# [Problem requirements]
Nothing in the records should change; write them all out exactly.

# [Data shown]
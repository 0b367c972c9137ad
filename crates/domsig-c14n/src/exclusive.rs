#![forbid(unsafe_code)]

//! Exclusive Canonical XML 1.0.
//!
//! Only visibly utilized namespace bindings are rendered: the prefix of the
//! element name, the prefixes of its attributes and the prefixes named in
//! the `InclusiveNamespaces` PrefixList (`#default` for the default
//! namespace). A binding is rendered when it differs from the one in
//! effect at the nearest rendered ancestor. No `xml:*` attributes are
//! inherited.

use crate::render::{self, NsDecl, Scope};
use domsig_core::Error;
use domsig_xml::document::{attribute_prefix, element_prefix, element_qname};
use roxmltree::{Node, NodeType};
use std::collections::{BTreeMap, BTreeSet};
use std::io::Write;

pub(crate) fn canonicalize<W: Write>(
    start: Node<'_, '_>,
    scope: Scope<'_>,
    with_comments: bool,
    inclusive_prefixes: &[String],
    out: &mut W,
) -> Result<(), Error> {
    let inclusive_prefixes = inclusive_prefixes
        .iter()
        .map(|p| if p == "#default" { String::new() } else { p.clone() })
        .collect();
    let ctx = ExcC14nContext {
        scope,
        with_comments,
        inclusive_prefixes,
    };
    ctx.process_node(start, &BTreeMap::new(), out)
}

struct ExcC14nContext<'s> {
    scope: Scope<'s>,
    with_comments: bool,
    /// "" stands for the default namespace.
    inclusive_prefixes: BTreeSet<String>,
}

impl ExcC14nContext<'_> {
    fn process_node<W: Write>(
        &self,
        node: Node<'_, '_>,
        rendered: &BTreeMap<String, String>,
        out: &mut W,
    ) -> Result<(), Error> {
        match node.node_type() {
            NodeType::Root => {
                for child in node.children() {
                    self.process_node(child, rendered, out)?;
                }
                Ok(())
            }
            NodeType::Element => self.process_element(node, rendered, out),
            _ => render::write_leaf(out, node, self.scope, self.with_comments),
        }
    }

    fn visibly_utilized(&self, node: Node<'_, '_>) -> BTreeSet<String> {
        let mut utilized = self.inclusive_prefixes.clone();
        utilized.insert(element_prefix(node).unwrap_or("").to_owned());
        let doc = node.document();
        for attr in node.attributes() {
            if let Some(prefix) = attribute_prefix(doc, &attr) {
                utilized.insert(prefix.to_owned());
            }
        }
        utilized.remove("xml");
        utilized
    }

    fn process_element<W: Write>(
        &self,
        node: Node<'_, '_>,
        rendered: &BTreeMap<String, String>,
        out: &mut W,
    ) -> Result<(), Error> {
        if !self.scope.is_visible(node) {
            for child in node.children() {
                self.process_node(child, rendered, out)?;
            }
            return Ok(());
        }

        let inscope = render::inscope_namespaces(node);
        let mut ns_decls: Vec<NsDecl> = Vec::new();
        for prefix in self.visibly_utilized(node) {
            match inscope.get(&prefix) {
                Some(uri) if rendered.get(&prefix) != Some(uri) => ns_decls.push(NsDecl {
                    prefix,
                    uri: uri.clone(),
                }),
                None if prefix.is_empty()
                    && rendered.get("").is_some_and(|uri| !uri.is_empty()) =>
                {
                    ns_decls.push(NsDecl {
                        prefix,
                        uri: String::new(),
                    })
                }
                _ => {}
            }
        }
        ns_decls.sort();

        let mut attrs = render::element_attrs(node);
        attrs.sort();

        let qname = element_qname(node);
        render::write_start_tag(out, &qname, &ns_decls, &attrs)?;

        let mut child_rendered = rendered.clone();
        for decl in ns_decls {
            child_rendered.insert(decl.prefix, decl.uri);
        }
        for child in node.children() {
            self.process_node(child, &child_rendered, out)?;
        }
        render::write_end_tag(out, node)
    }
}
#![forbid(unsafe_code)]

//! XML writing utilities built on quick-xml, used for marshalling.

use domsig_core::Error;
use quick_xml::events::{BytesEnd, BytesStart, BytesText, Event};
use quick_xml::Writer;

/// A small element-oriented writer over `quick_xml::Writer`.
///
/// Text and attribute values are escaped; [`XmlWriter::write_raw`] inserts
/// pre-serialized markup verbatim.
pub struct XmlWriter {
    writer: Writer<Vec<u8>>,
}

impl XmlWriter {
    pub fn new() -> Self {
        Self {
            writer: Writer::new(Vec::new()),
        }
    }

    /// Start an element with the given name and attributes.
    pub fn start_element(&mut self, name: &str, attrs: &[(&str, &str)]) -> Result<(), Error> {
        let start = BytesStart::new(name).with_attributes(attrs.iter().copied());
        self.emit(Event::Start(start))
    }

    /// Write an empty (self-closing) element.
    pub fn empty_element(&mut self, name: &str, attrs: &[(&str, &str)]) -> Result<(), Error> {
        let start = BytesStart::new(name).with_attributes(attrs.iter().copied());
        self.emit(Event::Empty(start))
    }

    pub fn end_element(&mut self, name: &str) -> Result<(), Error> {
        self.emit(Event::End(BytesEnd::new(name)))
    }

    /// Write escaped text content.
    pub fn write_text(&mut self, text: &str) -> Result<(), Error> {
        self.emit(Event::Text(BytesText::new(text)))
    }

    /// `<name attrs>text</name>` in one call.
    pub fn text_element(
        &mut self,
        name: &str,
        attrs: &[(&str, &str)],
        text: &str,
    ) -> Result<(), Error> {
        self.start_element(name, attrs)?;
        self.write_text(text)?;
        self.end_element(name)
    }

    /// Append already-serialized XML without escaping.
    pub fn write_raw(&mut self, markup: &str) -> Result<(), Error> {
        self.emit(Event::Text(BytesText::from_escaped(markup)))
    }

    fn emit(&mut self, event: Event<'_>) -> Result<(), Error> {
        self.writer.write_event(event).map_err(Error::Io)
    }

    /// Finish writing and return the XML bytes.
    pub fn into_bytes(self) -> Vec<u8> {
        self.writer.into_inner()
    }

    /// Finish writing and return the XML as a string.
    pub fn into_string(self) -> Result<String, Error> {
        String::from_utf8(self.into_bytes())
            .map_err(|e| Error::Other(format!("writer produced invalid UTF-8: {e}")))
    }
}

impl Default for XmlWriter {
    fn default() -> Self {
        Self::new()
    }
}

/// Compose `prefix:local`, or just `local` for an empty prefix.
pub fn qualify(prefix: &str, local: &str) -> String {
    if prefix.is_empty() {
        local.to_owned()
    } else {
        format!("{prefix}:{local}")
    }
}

# [Exercise answer]
repository 0b367c972c9137ad
filename crates/domsig-c14n/src/exclusive.rs
#![forbid(unsafe_code)]

//! Exclusive Canonical XML 1.0.
//!
//! Only visibly utilized namespace bindings are rendered: the prefix of the
//! element name, the prefixes of its attributes and the prefixes named in
//! the `InclusiveNamespaces` PrefixList (`#default` for the default
//! namespace). A binding is rendered when it differs from the one in
//! effect at the nearest rendered ancestor. No `xml:*` attributes are
//! inherited.

use crate::render::{self, NsDecl, Scope};
use domsig_core::Error;
use domsig_xml::document::{attribute_prefix, element_prefix, element_qname};
use roxmltree::{Node, NodeType};
use std::collections::{BTreeMap, BTreeSet};
use std::io::Write;

pub(crate) fn canonicalize<W: Write>(
    start: Node<'_, '_>,
    scope: Scope<'_>,
    with_comments: bool,
    inclusive_prefixes: &[String],
    out: &mut W,
) -> Result<(), Error> {
    let inclusive_prefixes = inclusive_prefixes
        .iter()
        .map(|p| if p == "#default" { String::new() } else { p.clone() })
        .collect();
    let ctx = ExcC14nContext {
        scope,
        with_comments,
        inclusive_prefixes,
    };
    ctx.process_node(start, &BTreeMap::new(), out)
}

struct ExcC14nContext<'s> {
    scope: Scope<'s>,
    with_comments: bool,
    /// "" stands for the default namespace.
    inclusive_prefixes: BTreeSet<String>,
}

impl ExcC14nContext<'_> {
    fn process_node<W: Write>(
        &self,
        node: Node<'_, '_>,
        rendered: &BTreeMap<String, String>,
        out: &mut W,
    ) -> Result<(), Error> {
        match node.node_type() {
            NodeType::Root => {
                for child in node.children() {
                    self.process_node(child, rendered, out)?;
                }
                Ok(())
            }
            NodeType::Element => self.process_element(node, rendered, out),
            _ => render::write_leaf(out, node, self.scope, self.with_comments),
        }
    }

    fn visibly_utilized(&self, node: Node<'_, '_>) -> BTreeSet<String> {
        let mut utilized = self.inclusive_prefixes.clone();
        utilized.insert(element_prefix(node).unwrap_or("").to_owned());
        let doc = node.document();
        for attr in node.attributes() {
            if let Some(prefix) = attribute_prefix(doc, &attr) {
                utilized.insert(prefix.to_owned());
            }
        }
        utilized.remove("xml");
        utilized
    }

    fn process_element<W: Write>(
        &self,
        node: Node<'_, '_>,
        rendered: &BTreeMap<String, String>,
        out: &mut W,
    ) -> Result<(), Error> {
        if !self.scope.is_visible(node) {
            for child in node.children() {
                self.process_node(child, rendered, out)?;
            }
            return Ok(());
        }

        let inscope = render::inscope_namespaces(node);
        let mut ns_decls: Vec<NsDecl> = Vec::new();
        for prefix in self.visibly_utilized(node) {
            match inscope.get(&prefix) {
                Some(uri) if rendered.get(&prefix) != Some(uri) => ns_decls.push(NsDecl {
                    prefix,
                    uri: uri.clone(),
                }),
                None if prefix.is_empty()
                    && rendered.get("").is_some_and(|uri| !uri.is_empty()) =>
                {
                    ns_decls.push(NsDecl {
                        prefix,
                        uri: String::new(),
                    })
                }
                _ => {}
            }
        }
        ns_decls.sort();

        let mut attrs = render::element_attrs(node);
        attrs.sort();

        let qname = element_qname(node);
        render::write_start_tag(out, &qname, &ns_decls, &attrs)?;

        let mut child_rendered = rendered.clone();
        for decl in ns_decls {
            child_rendered.insert(decl.prefix, decl.uri);
        }
        for child in node.children() {
            self.process_node(child, &child_rendered, out)?;
        }
        render::write_end_tag(out, node)
    }
}
#![forbid(unsafe_code)]

//! XML writing utilities built on quick-xml, used for marshalling.

use domsig_core::Error;
use quick_xml::events::{BytesEnd, BytesStart, BytesText, Event};
use quick_xml::Writer;

/// A small element-oriented writer over `quick_xml::Writer`.
///
/// Text and attribute values are escaped; [`XmlWriter::write_raw`] inserts
/// pre-serialized markup verbatim.
pub struct XmlWriter {
    writer: Writer<Vec<u8>>,
}

impl XmlWriter {
    pub fn new() -> Self {
        Self {
            writer: Writer::new(Vec::new()),
        }
    }

    /// Start an element with the given name and attributes.
    pub fn start_element(&mut self, name: &str, attrs: &[(&str, &str)]) -> Result<(), Error> {
        let start = BytesStart::new(name).with_attributes(attrs.iter().copied());
        self.emit(Event::Start(start))
    }

    /// Write an empty (self-closing) element.
    pub fn empty_element(&mut self, name: &str, attrs: &[(&str, &str)]) -> Result<(), Error> {
        let start = BytesStart::new(name).with_attributes(attrs.iter().copied());
        self.emit(Event::Empty(start))
    }

    pub fn end_element(&mut self, name: &str) -> Result<(), Error> {
        self.emit(Event::End(BytesEnd::new(name)))
    }

    /// Write escaped text content.
    pub fn write_text(&mut self, text: &str) -> Result<(), Error> {
        self.emit(Event::Text(BytesText::new(text)))
    }

    /// `<name attrs>text</name>` in one call.
    pub fn text_element(
        &mut self,
        name: &str,
        attrs: &[(&str, &str)],
        text: &str,
    ) -> Result<(), Error> {
        self.start_element(name, attrs)?;
        self.write_text(text)?;
        self.end_element(name)
    }

    /// Append already-serialized XML without escaping.
    pub fn write_raw(&mut self, markup: &str) -> Result<(), Error> {
        self.emit(Event::Text(BytesText::from_escaped(markup)))
    }

    fn emit(&mut self, event: Event<'_>) -> Result<(), Error> {
        self.writer.write_event(event).map_err(Error::Io)
    }

    /// Finish writing and return the XML bytes.
    pub fn into_bytes(self) -> Vec<u8> {
        self.writer.into_inner()
    }

    /// Finish writing and return the XML as a string.
    pub fn into_string(self) -> Result<String, Error> {
        String::from_utf8(self.into_bytes())
            .map_err(|e| Error::Other(format!("writer produced invalid UTF-8: {e}")))
    }
}

impl Default for XmlWriter {
    fn default() -> Self {
        Self::new()
    }
}

/// Compose `prefix:local`, or just `local` for an empty prefix.
pub fn qualify(prefix: &str, local: &str) -> String {
    if prefix.is_empty() {
        local.to_owned()
    } else {
        format!("{prefix}:{local}")
    }
}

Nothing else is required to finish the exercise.